Shane is described as a man of average build—almost frail—wearing worn patchwork clothing about whom there was nothing that seemed immediately remarkable or out of the ordinary. Despite this, something about the mysterious stranger on horseback sent a chill down the spine of the young boy the narrator was at the time. There is in those opening paragraphs something that would be recreated in the opening scene of a made-for-TV movie intended as a pilot for a series in the early 1970’s set at a traffic light in the city.
Guy in station wagon: Taking a trip?
Guy on motorcycle: Yeah.
Guy in station wagon: Where to?
Guy on motorcycle: Oh, I don't know. Wherever I end up I guess.
Guy in station wagon: Man, I wish I was you.
The movie and TV show was titled Then Came Bronson and the guy on the motorcycle was Bronson, a not particularly remarkable man who had just decided to quit his job and travel by bike around the country in an existential search for meaning and identity. More than a few reviewers pointed out the symbolic connection between straddling a Harley-Davidson and a straddling a horse and this opening scene in particular situated his status as a loner standing outside the mainstream by having the guy who who sees in Bronson something enigmatic driving that 1960’s emblem of conformity, the homestead on the highway: the station wagon.
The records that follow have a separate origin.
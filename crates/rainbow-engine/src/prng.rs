//! Process-wide start-point source (component B).
//!
//! A complementary-multiply-with-carry generator (CMWC4096), chosen for
//! statistical independence of successive outputs, not for security — the
//! only requirement on start-points is that they don't cluster.

use std::sync::OnceLock;
use std::time::SystemTime;

use parking_lot::Mutex;

const CMWC_CYCLE: usize = 4096;
const CMWC_MULTIPLIER: u64 = 18_782;
const CMWC_BASE_MASK: u64 = 0xffff_ffff;

/// A CMWC4096 generator with its own state, independent of the process-wide
/// singleton. Constructible directly for deterministic tests and benches.
pub struct Cmwc4096 {
    state: Box<[u32; CMWC_CYCLE]>,
    index: usize,
    carry: u32,
}

impl Cmwc4096 {
    /// Build a generator whose state is derived deterministically from
    /// `seed` via a simple linear-congruential fill, matching the common
    /// CMWC4096 seeding approach of bootstrapping the lag table from a
    /// smaller generator.
    #[must_use]
    pub fn new(seed: u32) -> Self {
        let mut state = Box::new([0u32; CMWC_CYCLE]);
        let mut x = seed ^ 0x9e37_79b9;
        for slot in state.iter_mut() {
            // A Marsaglia-style xorshift warm-up; any full-period generator
            // suffices to fill the lag table.
            x ^= x << 13;
            x ^= x >> 17;
            x ^= x << 5;
            *slot = x;
        }
        let carry = (x % 809_430_660).max(1);
        Self {
            state,
            index: CMWC_CYCLE - 1,
            carry,
        }
    }

    /// Produce the next 32-bit output via the canonical CMWC4096 recurrence.
    pub fn next_u32(&mut self) -> u32 {
        self.index = (self.index + 1) % CMWC_CYCLE;
        let t = CMWC_MULTIPLIER * u64::from(self.state[self.index]) + u64::from(self.carry);
        self.carry = (t >> 32) as u32;
        let mut x = (t & CMWC_BASE_MASK) as u32;
        x = CMWC_BASE_MASK as u32 - x;
        self.state[self.index] = x;
        x
    }
}

static PRNG: OnceLock<Mutex<Cmwc4096>> = OnceLock::new();

fn shared() -> &'static Mutex<Cmwc4096> {
    PRNG.get_or_init(|| {
        let nanos = SystemTime::now()
            .duration_since(std::time::UNIX_EPOCH)
            .map(|d| d.subsec_nanos())
            .unwrap_or(0);
        // Mixed with a fixed constant so an all-zero clock read (e.g. in a
        // sandboxed test environment) never yields an all-zero seed.
        let seed = nanos ^ 0xdead_beef;
        Mutex::new(Cmwc4096::new(seed))
    })
}

/// Draw the next 32-bit value from the process-wide generator.
pub fn next_u32() -> u32 {
    let mut guard = shared().lock();
    guard.next_u32()
}
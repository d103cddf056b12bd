//! Generator Pool: parallel chain production into a shared table file
//! (component E).

use std::sync::Arc;
use std::thread;

use parking_lot::Mutex;
use rainbow_core::{Chain, HashFunction, RainbowError};
use rainbow_store::TableFile;

use crate::{prng, walker};

/// Local output buffer size before a worker takes the writer lock.
const WORKER_BUFFER: usize = 8192;

/// Generate `chain_num` chains of length `chain_len` under `hash`, appending
/// them to `table`. Spawns `T = max(1, available_parallelism)` workers,
/// partitions the chain count roughly evenly (remainder to the last
/// worker), and joins all of them before returning.
pub fn generate(
    table: TableFile,
    chain_num: u64,
    chain_len: u64,
    hash: Arc<dyn HashFunction>,
) -> Result<(), RainbowError> {
    let workers = thread::available_parallelism()
        .map(|n| n.get())
        .unwrap_or(1)
        .max(1);
    let quotas = partition_quota(chain_num, workers);

    let writer = Arc::new(Mutex::new(table));
    let mut handles = Vec::with_capacity(workers);

    for quota in quotas {
        if quota == 0 {
            continue;
        }
        let writer = Arc::clone(&writer);
        let hash = Arc::clone(&hash);
        handles.push(thread::spawn(move || run_worker(quota, chain_len, &hash, &writer)));
    }

    let mut failures = Vec::new();
    for handle in handles {
        match handle.join() {
            Ok(Ok(())) => {}
            Ok(Err(e)) => failures.push(e),
            Err(_) => failures.push(RainbowError::io(
                "worker-panic",
                std::io::Error::other("generator worker panicked"),
            )),
        }
    }

    if failures.is_empty() {
        Ok(())
    } else {
        Err(RainbowError::WorkerFailure(failures))
    }
}

/// Split `chain_num` chains across `workers` workers: each of the first
/// `workers - 1` gets `chain_num / workers`; the last gets the remainder.
fn partition_quota(chain_num: u64, workers: usize) -> Vec<u64> {
    if workers == 0 {
        return vec![chain_num];
    }
    let base = chain_num / workers as u64;
    let mut quotas = vec![base; workers];
    let assigned: u64 = base * (workers as u64 - 1);
    if let Some(last) = quotas.last_mut() {
        *last = chain_num - assigned;
    }
    quotas
}

fn run_worker(
    quota: u64,
    chain_len: u64,
    hash: &dyn HashFunction,
    writer: &Mutex<TableFile>,
) -> Result<(), RainbowError> {
    let mut buffer = Vec::with_capacity(WORKER_BUFFER);
    let mut produced = 0u64;

    while produced < quota {
        let start = prng::next_u32();
        let end = walker::walk(start, chain_len, hash);
        buffer.push(Chain::new(start, end));
        produced += 1;

        if buffer.len() >= WORKER_BUFFER || produced == quota {
            let mut table = writer.lock();
            table.append(&buffer)?;
            buffer.clear();
        }
    }

    Ok(())
}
No room is given nor necessary to question why station wagon guy would wish to be Bronson despite knowing nothing about him and seeing nothing particularly outstanding there beside him at the stoplight.
Bronson was understood to be the contemporary incarnation of the existential drifter who briefly enters the lives of the conformists necessary for creating the stability that allows society to grow and the wilderness to be civilized. The story of Shane that Bob Starrett recalls so vividly from a position of maturity decades after the events of the narrative is one that has become an especially common trope on television where each week can present a new adventure. Bronson is far from the only latter-day Shane to come and affect change in the lives of strangers and then leave just as mysteriously. The existential drifter has reappeared in the days of the Old West as a martial arts master named Caine in Kung-Fu and in the movies he reappeared as The Man with No Name.
Shane is the iconic model for the template of the modern folk hero of whom folks are fond of asking “Who was that mysterious stranger?” He does not set out to deliver justice, but if called upon that is what he will do. In this way, Shane and his offspring differ from the Lone Ranger or Superman. In fact, his lack of any particularly remarkable attributes also means that Doctor Who cannot be considered progeny as a result of his control over the TARDIS, but Sam Beckett’s utter inability to control his quantum leaps through time and space can be considered a latter-day Shane. The unifying aspect of the Shane archetype apart from his seeming ordinariness is that he transforms the lives of good people for the better and then moves on. And that quality is also what makes his mysterious quality so attractive.